THE PROBLEM —
Among the records that follow, find each line holding the word "bool" and copy it.

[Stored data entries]
⟨
//! Conversation messages.
//!
//! A closed tagged sum: adapters are plain matches over the tag, and the
//! tool-call/tool-result variants carry the `tool_call_id` join key that
//! pairs one requested invocation with its outcome.

use serde::{Deserialize, Serialize};
use serde_json::{Map, Value};

/// A single message in an agent's conversation.
#[derive(Debug, Clone, PartialEq, Serialize, Deserialize)]
#[serde(tag = "type", rename_all = "snake_case")]
pub enum Message {
    /// System prompt, injected ahead of the conversation.
    System { content: String },
    /// User input (the task text, for agents).
    User { content: String },
    /// Assistant text output.
    Assistant { content: String },
    /// One function invocation requested by the model.
    ToolCall {
        tool_call_id: String,
        tool_name: String,
        #[serde(default)]
        arguments: Map<String, Value>,
    },
    /// The outcome of a tool call, joined by `tool_call_id`.
    ToolResult {
        tool_call_id: String,
        tool_name: String,
        result: String,
    },
}

impl Message {
    pub fn system(content: impl Into<String>) -> Self {
        Self::System {
            content: content.into(),
        }
    }

    pub fn user(content: impl Into<String>) -> Self {
        Self::User {
            content: content.into(),
        }
    }

    pub fn assistant(content: impl Into<String>) -> Self {
        Self::Assistant {
            content: content.into(),
        }
    }

    pub fn tool_call(
        tool_call_id: impl Into<String>,
        tool_name: impl Into<String>,
        arguments: Map<String, Value>,
    ) -> Self {
        Self::ToolCall {
            tool_call_id: tool_call_id.into(),
            tool_name: tool_name.into(),
            arguments,
        }
    }

    pub fn tool_result(
        tool_call_id: impl Into<String>,
        tool_name: impl Into<String>,
        result: impl Into<String>,
    ) -> Self {
        Self::ToolResult {
            tool_call_id: tool_call_id.into(),
            tool_name: tool_name.into(),
            result: result.into(),
        }
    }

    /// The tool-call id, for the two variants that carry one.
    pub fn tool_call_id(&self) -> Option<&str> {
        match self {
            Self::ToolCall { tool_call_id, .. } | Self::ToolResult { tool_call_id, .. } => {
                Some(tool_call_id)
            }
            _ => None,
        }
    }

    pub fn is_tool_call(&self) -> bool {
        matches!(self, Self::ToolCall { .. })
    }

    pub fn is_tool_result(&self) -> bool {
        matches!(self, Self::ToolResult { .. })
    }
}

#[cfg(test)]
mod tests {
    use super::*;
    use serde_json::json;

    #[test]
    fn tagged_wire_shape() {
        let msg = Message::user("say hi");
        let value = serde_json::to_value(&msg).unwrap();
        assert_eq!(value, json!({"type": "user", "content": "say hi"}));

        let mut args = Map::new();
        args.insert("query".into(), json!("rust"));
        let call = Message::tool_call("c1", "search", args);
        let value = serde_json::to_value(&call).unwrap();
        assert_eq!(value["type"], "tool_call");
        assert_eq!(value["tool_call_id"], "c1");
        assert_eq!(value["arguments"]["query"], "rust");
    }

    #[test]
    fn tool_call_arguments_default_to_empty() {
        let msg: Message = serde_json::from_value(json!({
            "type": "tool_call",
            "tool_call_id": "c9",
            "tool_name": "current_time",
        }))
        .unwrap();
        match msg {
            Message::ToolCall { arguments, .. } => assert!(arguments.is_empty()),
            other => panic!("unexpected variant: {other:?}"),
        }
    }

    #[test]
    fn round_trips_every_variant() {
        let mut args = Map::new();
        args.insert("a".into(), json!(2));
        let messages = vec![
            Message::system("be helpful"),
            Message::user("2+2"),
            Message::assistant("working on it"),
            Message::tool_call("c1", "calculator", args),
            Message::tool_result("c1", "calculator", "4"),
        ];
        let json = serde_json::to_string(&messages).unwrap();
        let back: Vec<Message> = serde_json::from_str(&json).unwrap();
        assert_eq!(back, messages);
    }
}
⟩
RESPONSE TO THE EXERCISE —
    pub fn is_tool_call(&self) -> bool {
    pub fn is_tool_result(&self) -> bool {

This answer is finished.